HOW TO COMPLETE THIS TASK.
The records follow. Print, word for word, the first line through the "pub mod path;" line.

=== Begin Enclosure ===

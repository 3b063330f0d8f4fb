//! Declarative selection over converted clinical records.
//!
//! Records are schemaless `serde_json::Value` trees. A [`Query`] walks the tree
//! from its root; a [`ListFilter`] narrows an already selected list of nodes.
//! Absent members never raise errors, they simply select nothing.

pub mod count;
pub mod definitions;
pub mod error;
pub mod path;

pub use count::{count, count_document};
pub use definitions::{
    CATEGORY_LABORATORY, CATEGORY_VITAL_SIGNS, CategoryQuery, LOINC_SYSTEM, category_query,
    codified_filter, lab_query, vital_query,
};
pub use error::{QueryError, Result};
pub use path::{ListFilter, Path, Predicate, Query, Step};
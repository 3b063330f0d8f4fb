//! Raw documents as read from disk.

use std::borrow::Cow;
use std::fmt;
use std::path::{Path, PathBuf};

use encoding_rs::{Encoding, UTF_8, UTF_16BE, UTF_16LE};

use crate::error::{IngestError, Result};

/// Text encoding of a document, detected from its byte order mark.
#[derive(Debug, Clone, Copy, Default, PartialEq, Eq)]
pub enum SourceEncoding {
    #[default]
    Utf8,
    Utf16Le,
    Utf16Be,
}

impl SourceEncoding {
    /// Detects the encoding from a leading byte order mark, defaulting to UTF-8.
    pub fn detect(bytes: &[u8]) -> Self {
        match Encoding::for_bom(bytes) {
            Some((found, _)) if found == UTF_16LE => Self::Utf16Le,
            Some((found, _)) if found == UTF_16BE => Self::Utf16Be,
            _ => Self::Utf8,
        }
    }

    pub fn encoding(self) -> &'static Encoding {
        match self {
            Self::Utf8 => UTF_8,
            Self::Utf16Le => UTF_16LE,
            Self::Utf16Be => UTF_16BE,
        }
    }

    pub fn label(self) -> &'static str {
        self.encoding().name()
    }
}

impl fmt::Display for SourceEncoding {
    fn fmt(&self, f: &mut fmt::Formatter<'_>) -> fmt::Result {
        f.write_str(self.label())
    }
}

/// File name used to identify a document in reports and logs.
pub fn display_name(path: &Path) -> String {
    path.file_name()
        .map(|name| name.to_string_lossy().into_owned())
        .unwrap_or_else(|| path.display().to_string())
}

/// A document read once from disk.
#[derive(Debug, Clone)]
pub struct RawDocument {
    pub path: PathBuf,
    /// File name as written to the report.
    pub name: String,
    pub bytes: Vec<u8>,
    pub encoding: SourceEncoding,
}

impl RawDocument {
    /// Reads the whole file; the handle is closed before this returns.
    pub fn read(path: &Path) -> Result<Self> {
        let bytes = std::fs::read(path).map_err(|source| IngestError::FileRead {
            path: path.to_path_buf(),
            source,
        })?;
        Ok(Self::from_bytes(path, bytes))
    }

    pub fn from_bytes(path: &Path, bytes: Vec<u8>) -> Self {
        let name = display_name(path);
        let encoding = SourceEncoding::detect(&bytes);
        Self {
            path: path.to_path_buf(),
            name,
            bytes,
            encoding,
        }
    }

    /// Decodes the content, dropping a byte order mark that matches the
    /// detected encoding. Malformed sequences are an error, never replaced.
    pub fn text(&self) -> Result<String> {
        let encoding = self.encoding.encoding();
        let body = match Encoding::for_bom(&self.bytes) {
            Some((found, bom_len)) if found == encoding => {
                self.bytes.get(bom_len..).unwrap_or_default()
            }
            _ => self.bytes.as_slice(),
        };
        encoding
            .decode_without_bom_handling_and_without_replacement(body)
            .map(Cow::into_owned)
            .ok_or_else(|| IngestError::Decode {
                path: self.path.clone(),
                encoding: self.encoding.label(),
                reason: "malformed byte sequence".to_string(),
            })
    }
}

#[cfg(test)]
mod tests {
    use super::*;

    fn utf16(text: &str, big_endian: bool) -> Vec<u8> {
        let mut bytes = if big_endian {
            vec![0xFE, 0xFF]
        } else {
            vec![0xFF, 0xFE]
        };
        for unit in text.encode_utf16() {
            let pair = if big_endian {
                unit.to_be_bytes()
            } else {
                unit.to_le_bytes()
            };
            bytes.extend_from_slice(&pair);
        }
        bytes
    }

    #[test]
    fn utf8_bom_is_stripped() {
        let mut bytes = vec![0xEF, 0xBB, 0xBF];
        bytes.extend_from_slice(b"<ClinicalDocument/>");
        let doc = RawDocument::from_bytes(Path::new("dir/a.xml"), bytes);
        assert_eq!(doc.name, "a.xml");
        assert_eq!(doc.encoding, SourceEncoding::Utf8);
        assert_eq!(doc.text().unwrap(), "<ClinicalDocument/>");
    }

    #[test]
    fn utf16_documents_decode() {
        for big_endian in [false, true] {
            let doc = RawDocument::from_bytes(Path::new("a.xml"), utf16("<a>é</a>", big_endian));
            assert_eq!(doc.text().unwrap(), "<a>é</a>");
        }
    }

    #[test]
    fn invalid_utf8_is_a_decode_error() {
        let doc = RawDocument::from_bytes(Path::new("bad.xml"), vec![b'<', 0xFF, 0xFE, 0xFD]);
        assert!(matches!(
            doc.text(),
            Err(IngestError::Decode { encoding: "UTF-8", .. })
        ));
    }

    #[test]
    fn truncated_utf16_is_a_decode_error() {
        let doc = RawDocument {
            path: PathBuf::from("short.xml"),
            name: "short.xml".to_string(),
            bytes: vec![0x3C],
            encoding: SourceEncoding::Utf16Le,
        };
        assert!(matches!(
            doc.text(),
            Err(IngestError::Decode { encoding: "UTF-16LE", .. })
        ));

        let odd = RawDocument::from_bytes(Path::new("odd.xml"), vec![0xFF, 0xFE, 0x3C]);
        assert_eq!(odd.encoding, SourceEncoding::Utf16Le);
        assert!(odd.text().is_err());
    }

    #[test]
    fn utf16_bom_without_content_is_empty() {
        let doc = RawDocument::from_bytes(Path::new("empty.xml"), vec![0xFE, 0xFF]);
        assert_eq!(doc.encoding, SourceEncoding::Utf16Be);
        assert_eq!(doc.text().unwrap(), "");
    }

    #[test]
    fn missing_file_is_a_read_error() {
        let err = RawDocument::read(Path::new("/definitely/not/here.xml")).unwrap_err();
        assert!(matches!(err, IngestError::FileRead { .. }));
    }
}
use std::ffi::OsString;
use std::path::{Path, PathBuf};

use ccda_model::{FileOutcome, Totals};
use ccda_report::REPORT_FILE_NAME;

/// Everything a batch run needs, resolved from the command line.
#[derive(Debug, Clone)]
pub struct BatchConfig {
    pub template_name: String,
    /// Template directories, in platform path-list syntax.
    pub templates_path: OsString,
    pub input_dir: PathBuf,
    pub output_dir: PathBuf,
}

impl BatchConfig {
    pub fn report_path(&self) -> PathBuf {
        self.output_dir.join(REPORT_FILE_NAME)
    }
}

/// Outcome of one document, as reported in the summary.
#[derive(Debug, Clone)]
pub struct FileSummary {
    pub name: String,
    pub path: PathBuf,
    pub outcome: FileOutcome,
    /// Error chain for failed documents.
    pub error: Option<String>,
}

#[derive(Debug)]
pub struct BatchResult {
    pub report_path: PathBuf,
    pub files: Vec<FileSummary>,
    pub totals: Totals,
}

impl BatchResult {
    pub fn failed_files(&self) -> impl Iterator<Item = &FileSummary> {
        self.files.iter().filter(|file| file.outcome.is_failed())
    }

    pub fn report_path(&self) -> &Path {
        &self.report_path
    }
}
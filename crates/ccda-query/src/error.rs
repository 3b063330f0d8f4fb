use thiserror::Error;

/// Errors raised while evaluating a query against a record.
#[derive(Debug, Error)]
pub enum QueryError {
    /// The record is a bare scalar, so it has no members to walk.
    #[error("cannot query a record whose root is {found}, expected an object or array")]
    ScalarRoot { found: &'static str },
}

pub type Result<T> = std::result::Result<T, QueryError>;
//! CCDA to FHIR-style record conversion.
//!
//! A [`DocumentConverter`] turns one raw document plus a template name into a
//! schemaless record tree. [`CcdaConverter`] is the bundled implementation: it
//! parses the XML with `quick-xml` and emits a `Bundle` whose entries wrap
//! `Patient` and `Observation` resources. Section templates decide which
//! CCDA sections produce observations and how they are categorised.

pub mod ccda;
pub mod codes;
pub mod error;
pub mod template;
pub mod xml;

use ccda_ingest::RawDocument;
use serde_json::Value;

pub use ccda::CcdaConverter;
pub use error::{ConversionError, Result};
pub use template::{
    BUILTIN_TEMPLATES, ConversionTemplate, OBSERVATION_CATEGORY_SYSTEM, SectionRule,
    TEMPLATES_PATH_ENV_VAR, TemplateLoader,
};

/// Converts raw clinical documents into record trees.
///
/// Implementations must not share mutable state between documents so a
/// single converter can serve a whole batch.
pub trait DocumentConverter: Send + Sync {
    /// Convert `document` using the template registered as `template_name`.
    ///
    /// A document that converts to a record without matching entries is a
    /// success; errors are reserved for documents that cannot be converted.
    fn convert(&self, template_name: &str, document: &RawDocument) -> Result<Value>;
}
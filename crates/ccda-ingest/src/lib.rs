//! CCDA document discovery and loading.

pub mod discovery;
pub mod document;
pub mod error;

pub use discovery::{DOCUMENT_EXTENSIONS, discover_documents, is_document_path};
pub use document::{RawDocument, SourceEncoding, display_name};
pub use error::{IngestError, Result};
use comfy_table::modifiers::{UTF8_ROUND_CORNERS, UTF8_SOLID_INNER_BORDERS};
use comfy_table::presets::UTF8_FULL;
use comfy_table::{Attribute, Cell, CellAlignment, Color, ContentArrangement, Table};

use ccda_cli::types::{BatchResult, FileSummary};
use ccda_model::{FileOutcome, Totals};

pub fn print_summary(result: &BatchResult) {
    println!("Report: {}", result.report_path().display());
    println!("{}", summary_table(result));
    let failed: Vec<&FileSummary> = result.failed_files().collect();
    if !failed.is_empty() {
        eprintln!("Failed documents:");
        for file in failed {
            match &file.error {
                Some(error) => eprintln!("- {}: {error}", file.name),
                None => eprintln!("- {}", file.name),
            }
        }
    }
}

fn summary_table(result: &BatchResult) -> Table {
    let mut table = Table::new();
    table.set_header(vec![
        header_cell("Document"),
        header_cell("Labs"),
        header_cell("Vitals"),
        header_cell("Labs (LOINC)"),
        header_cell("Vitals (LOINC)"),
        header_cell("Status"),
    ]);
    apply_summary_table_style(&mut table);
    for index in 1..=4 {
        align_column(&mut table, index, CellAlignment::Right);
    }
    align_column(&mut table, 5, CellAlignment::Center);

    for file in &result.files {
        table.add_row(file_row(file));
    }
    table.add_row(total_row(&result.totals));
    table
}

fn file_row(file: &FileSummary) -> Vec<Cell> {
    match &file.outcome {
        FileOutcome::Counted(counts) => vec![
            Cell::new(&file.name),
            count_cell(counts.labs.total),
            count_cell(counts.vitals.total),
            count_cell(counts.labs.codified),
            count_cell(counts.vitals.codified),
            Cell::new("✓").fg(Color::Green).add_attribute(Attribute::Bold),
        ],
        FileOutcome::Failed => vec![
            Cell::new(&file.name).fg(Color::Red),
            dim_cell("-"),
            dim_cell("-"),
            dim_cell("-"),
            dim_cell("-"),
            Cell::new("failed").fg(Color::Red).add_attribute(Attribute::Bold),
        ],
    }
}

fn total_row(totals: &Totals) -> Vec<Cell> {
    let status = if totals.files_failed > 0 {
        Cell::new(format!("{} failed", totals.files_failed)).fg(Color::Red)
    } else {
        dim_cell(format!("{} ok", totals.files_succeeded))
    };
    vec![
        Cell::new("TOTAL")
            .fg(Color::Cyan)
            .add_attribute(Attribute::Bold),
        Cell::new(totals.labs).add_attribute(Attribute::Bold),
        Cell::new(totals.vitals).add_attribute(Attribute::Bold),
        Cell::new(totals.labs_w_loinc).add_attribute(Attribute::Bold),
        Cell::new(totals.vitals_w_loinc).add_attribute(Attribute::Bold),
        status.add_attribute(Attribute::Bold),
    ]
}

fn count_cell(count: usize) -> Cell {
    if count > 0 {
        Cell::new(count)
    } else {
        dim_cell(count)
    }
}

fn apply_summary_table_style(table: &mut Table) {
    table
        .load_preset(UTF8_FULL)
        .apply_modifier(UTF8_ROUND_CORNERS)
        .apply_modifier(UTF8_SOLID_INNER_BORDERS)
        .set_content_arrangement(ContentArrangement::Dynamic)
        .set_width(120);
}

fn align_column(table: &mut Table, index: usize, alignment: CellAlignment) {
    if let Some(column) = table.column_mut(index) {
        column.set_cell_alignment(alignment);
    }
}

fn header_cell(label: &str) -> Cell {
    Cell::new(label)
        .fg(Color::Cyan)
        .add_attribute(Attribute::Bold)
}

fn dim_cell<T: ToString>(value: T) -> Cell {
    Cell::new(value).fg(Color::DarkGrey)
}
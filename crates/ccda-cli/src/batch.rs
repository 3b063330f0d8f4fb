//! The batch driver: discover, convert, count, report.

use std::error::Error as StdError;
use std::fs;
use std::io::Write;
use std::path::{Path, PathBuf};
use std::time::Instant;

use anyhow::{Context, Result};
use thiserror::Error;
use tracing::{debug, error, info, info_span};

use ccda_convert::{ConversionError, DocumentConverter};
use ccda_ingest::{IngestError, RawDocument, discover_documents, display_name};
use ccda_model::{FileCounts, FileOutcome, ReportRow, Totals};
use ccda_query::{QueryError, count_document};
use ccda_report::{ReportError, ReportWriter};

use crate::types::{BatchConfig, BatchResult, FileSummary};

/// Why a single document could not be counted.
///
/// These never abort a batch; the document's row carries `-1` sentinels.
#[derive(Debug, Error)]
pub enum FileError {
    #[error("failed to load document")]
    Read(#[from] IngestError),

    #[error("failed to convert document")]
    Convert(#[from] ConversionError),

    #[error("failed to query converted record")]
    Query(#[from] QueryError),
}

/// Rows and totals produced by [`inspect_documents`].
#[derive(Debug)]
pub struct InspectedBatch<W> {
    pub inner: W,
    pub files: Vec<FileSummary>,
    pub totals: Totals,
}

/// Runs a whole batch: discovers documents, creates the output directory and
/// report, then inspects every document.
///
/// # Errors
///
/// Only setup failures are returned: a missing input directory, an output
/// directory or report that cannot be created, or a report write failure.
/// Per-document failures are logged and reported as `-1` rows.
pub fn run_batch(config: &BatchConfig, converter: &dyn DocumentConverter) -> Result<BatchResult> {
    let span = info_span!(
        "batch",
        template = %config.template_name,
        input_dir = %config.input_dir.display()
    );
    let _guard = span.enter();
    let start = Instant::now();

    let files = discover_documents(&config.input_dir).context("discover input documents")?;
    info!(file_count = files.len(), "discovered documents");

    fs::create_dir_all(&config.output_dir).with_context(|| {
        format!("create output directory {}", config.output_dir.display())
    })?;
    let report_path = config.report_path();
    let report = ReportWriter::create(&report_path).context("create report")?;

    let inspected = inspect_documents(&files, &config.template_name, converter, report)
        .with_context(|| format!("write report {}", report_path.display()))?;
    let totals = inspected.totals;
    info!(
        files_seen = totals.files_seen(),
        files_succeeded = totals.files_succeeded,
        files_failed = totals.files_failed,
        labs = totals.labs,
        vitals = totals.vitals,
        labs_w_loinc = totals.labs_w_loinc,
        vitals_w_loinc = totals.vitals_w_loinc,
        report = %report_path.display(),
        duration_ms = start.elapsed().as_millis(),
        "batch complete"
    );

    Ok(BatchResult {
        report_path,
        files: inspected.files,
        totals,
    })
}

/// Inspects `files` in order, writing each row as soon as it is known and
/// the `Total` row after the last one.
///
/// # Errors
///
/// Returns an error only when the report itself cannot be written.
pub fn inspect_documents<W: Write>(
    files: &[PathBuf],
    template_name: &str,
    converter: &dyn DocumentConverter,
    mut report: ReportWriter<W>,
) -> std::result::Result<InspectedBatch<W>, ReportError> {
    let mut totals = Totals::new();
    let mut summaries = Vec::with_capacity(files.len());

    for path in files {
        let name = display_name(path);
        let (outcome, failure) = match process_document(converter, template_name, path) {
            Ok(counts) => {
                debug!(
                    file = %name,
                    labs = counts.labs.total,
                    vitals = counts.vitals.total,
                    labs_w_loinc = counts.labs.codified,
                    vitals_w_loinc = counts.vitals.codified,
                    "inspected document"
                );
                (FileOutcome::Counted(counts), None)
            }
            Err(err) => {
                let chain = error_chain(&err);
                error!(file = %name, path = %path.display(), error = %chain, "failed to inspect document");
                debug!(file = %name, error = ?err, "document failure detail");
                (FileOutcome::Failed, Some(chain))
            }
        };

        totals.record(&outcome);
        report.write_row(&ReportRow::from_outcome(name.as_str(), &outcome)?)?;
        summaries.push(FileSummary {
            name,
            path: path.clone(),
            outcome,
            error: failure,
        });
    }

    let inner = report.finish(&totals)?;
    Ok(InspectedBatch {
        inner,
        files: summaries,
        totals,
    })
}

/// Reads, converts and counts one document.
///
/// The file is closed once read; the converted record is dropped after
/// counting.
///
/// # Errors
///
/// Any read, conversion or query failure for this document.
pub fn process_document(
    converter: &dyn DocumentConverter,
    template_name: &str,
    path: &Path,
) -> std::result::Result<FileCounts, FileError> {
    let document = RawDocument::read(path)?;
    let record = converter.convert(template_name, &document)?;
    drop(document);
    Ok(count_document(&record)?)
}

/// Formats an error and all of its sources as `outer: inner: root`.
pub fn error_chain(err: &dyn StdError) -> String {
    let mut message = err.to_string();
    let mut source = err.source();
    while let Some(cause) = source {
        message.push_str(": ");
        message.push_str(&cause.to_string());
        source = cause.source();
    }
    message
}
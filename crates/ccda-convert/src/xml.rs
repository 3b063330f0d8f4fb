//! Minimal owned element tree built with `quick-xml`.
//!
//! CCDA documents are small enough to hold in memory, and the converter
//! navigates them by local name, so namespaces and prefixes are dropped.

use quick_xml::Reader;
use quick_xml::escape::{resolve_predefined_entity, unescape};
use quick_xml::events::{BytesStart, Event};

/// An XML element with local-name keys.
#[derive(Debug, Clone, Default, PartialEq, Eq)]
pub struct Element {
    pub name: String,
    pub attributes: Vec<(String, String)>,
    pub children: Vec<Element>,
    pub text: String,
}

impl Element {
    pub fn attr(&self, name: &str) -> Option<&str> {
        self.attributes
            .iter()
            .find(|(key, _)| key == name)
            .map(|(_, value)| value.as_str())
    }

    /// Attribute value, treating an empty string as absent.
    pub fn non_empty_attr(&self, name: &str) -> Option<&str> {
        self.attr(name).filter(|value| !value.trim().is_empty())
    }

    pub fn child(&self, name: &str) -> Option<&Element> {
        self.children.iter().find(|child| child.name == name)
    }

    pub fn children_named<'a>(&'a self, name: &'a str) -> impl Iterator<Item = &'a Element> {
        self.children.iter().filter(move |child| child.name == name)
    }

    /// Follows a chain of first-child lookups.
    pub fn find_path(&self, path: &[&str]) -> Option<&Element> {
        path.iter()
            .try_fold(self, |element, name| element.child(name))
    }

    /// All descendants named `name`, outermost first, without descending into
    /// a match.
    pub fn find_outermost<'a>(&'a self, name: &str, out: &mut Vec<&'a Element>) {
        for child in &self.children {
            if child.name == name {
                out.push(child);
            } else {
                child.find_outermost(name, out);
            }
        }
    }

    /// Concatenated text of this element and its descendants, whitespace collapsed.
    pub fn deep_text(&self) -> String {
        let mut raw = String::new();
        self.collect_text(&mut raw);
        raw.split_whitespace().collect::<Vec<_>>().join(" ")
    }

    fn collect_text(&self, out: &mut String) {
        out.push_str(&self.text);
        out.push(' ');
        for child in &self.children {
            child.collect_text(out);
        }
    }
}

/// Parses a whole document into its root element.
///
/// Returns a human-readable message on failure; callers attach the document
/// name.
pub fn parse_document(text: &str) -> Result<Element, String> {
    let mut reader = Reader::from_str(text);

    let mut stack: Vec<Element> = Vec::new();
    let mut root: Option<Element> = None;

    loop {
        let event = reader
            .read_event()
            .map_err(|err| format!("{err} at byte {}", reader.error_position()))?;
        match event {
            Event::Start(start) => {
                stack.push(open_element(&start)?);
            }
            Event::Empty(start) => {
                let element = open_element(&start)?;
                attach(&mut stack, &mut root, element)?;
            }
            Event::End(_) => {
                let element = stack
                    .pop()
                    .ok_or_else(|| "unexpected closing tag".to_string())?;
                attach(&mut stack, &mut root, element)?;
            }
            Event::Text(text) => {
                let raw = std::str::from_utf8(&text).map_err(|err| err.to_string())?;
                let value = unescape(raw).map_err(|err| err.to_string())?;
                push_text(&mut stack, &value);
            }
            Event::CData(data) => {
                let value = std::str::from_utf8(&data).map_err(|err| err.to_string())?;
                push_text(&mut stack, value);
            }
            Event::GeneralRef(reference) => {
                let name = std::str::from_utf8(&reference).map_err(|err| err.to_string())?;
                let value = resolve_reference(name)
                    .ok_or_else(|| format!("unknown entity reference '&{name};'"))?;
                push_text(&mut stack, &value);
            }
            Event::Eof => break,
            _ => {}
        }
    }

    if let Some(open) = stack.last() {
        return Err(format!("unclosed element '{}'", open.name));
    }
    root.ok_or_else(|| "document has no root element".to_string())
}

fn open_element(start: &BytesStart<'_>) -> Result<Element, String> {
    let name = String::from_utf8_lossy(start.local_name().as_ref()).into_owned();
    let mut attributes = Vec::new();
    for attribute in start.attributes() {
        let attribute = attribute.map_err(|err| err.to_string())?;
        let key = String::from_utf8_lossy(attribute.key.local_name().as_ref()).into_owned();
        let raw = std::str::from_utf8(&attribute.value).map_err(|err| err.to_string())?;
        let value = unescape(raw).map_err(|err| err.to_string())?;
        attributes.push((key, value.into_owned()));
    }
    Ok(Element {
        name,
        attributes,
        ..Element::default()
    })
}

fn attach(
    stack: &mut [Element],
    root: &mut Option<Element>,
    element: Element,
) -> Result<(), String> {
    match stack.last_mut() {
        Some(parent) => parent.children.push(element),
        None if root.is_none() => *root = Some(element),
        None => return Err(format!("second root element '{}'", element.name)),
    }
    Ok(())
}

fn push_text(stack: &mut [Element], value: &str) {
    if let Some(current) = stack.last_mut() {
        current.text.push_str(value);
    }
}

fn resolve_reference(name: &str) -> Option<String> {
    if let Some(code) = name.strip_prefix('#') {
        let parsed = match code.strip_prefix('x') {
            Some(hex) => u32::from_str_radix(hex, 16).ok(),
            None => code.parse().ok(),
        };
        return parsed.and_then(char::from_u32).map(String::from);
    }
    resolve_predefined_entity(name).map(str::to_string)
}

=== End Enclosure ===

FINAL ANSWER.
repository 3b063330f0d8f4fb
//! Declarative selection over converted clinical records.
//!
//! Records are schemaless `serde_json::Value` trees. A [`Query`] walks the tree
//! from its root; a [`ListFilter`] narrows an already selected list of nodes.
//! Absent members never raise errors, they simply select nothing.

pub mod count;
pub mod definitions;
pub mod error;
pub mod path;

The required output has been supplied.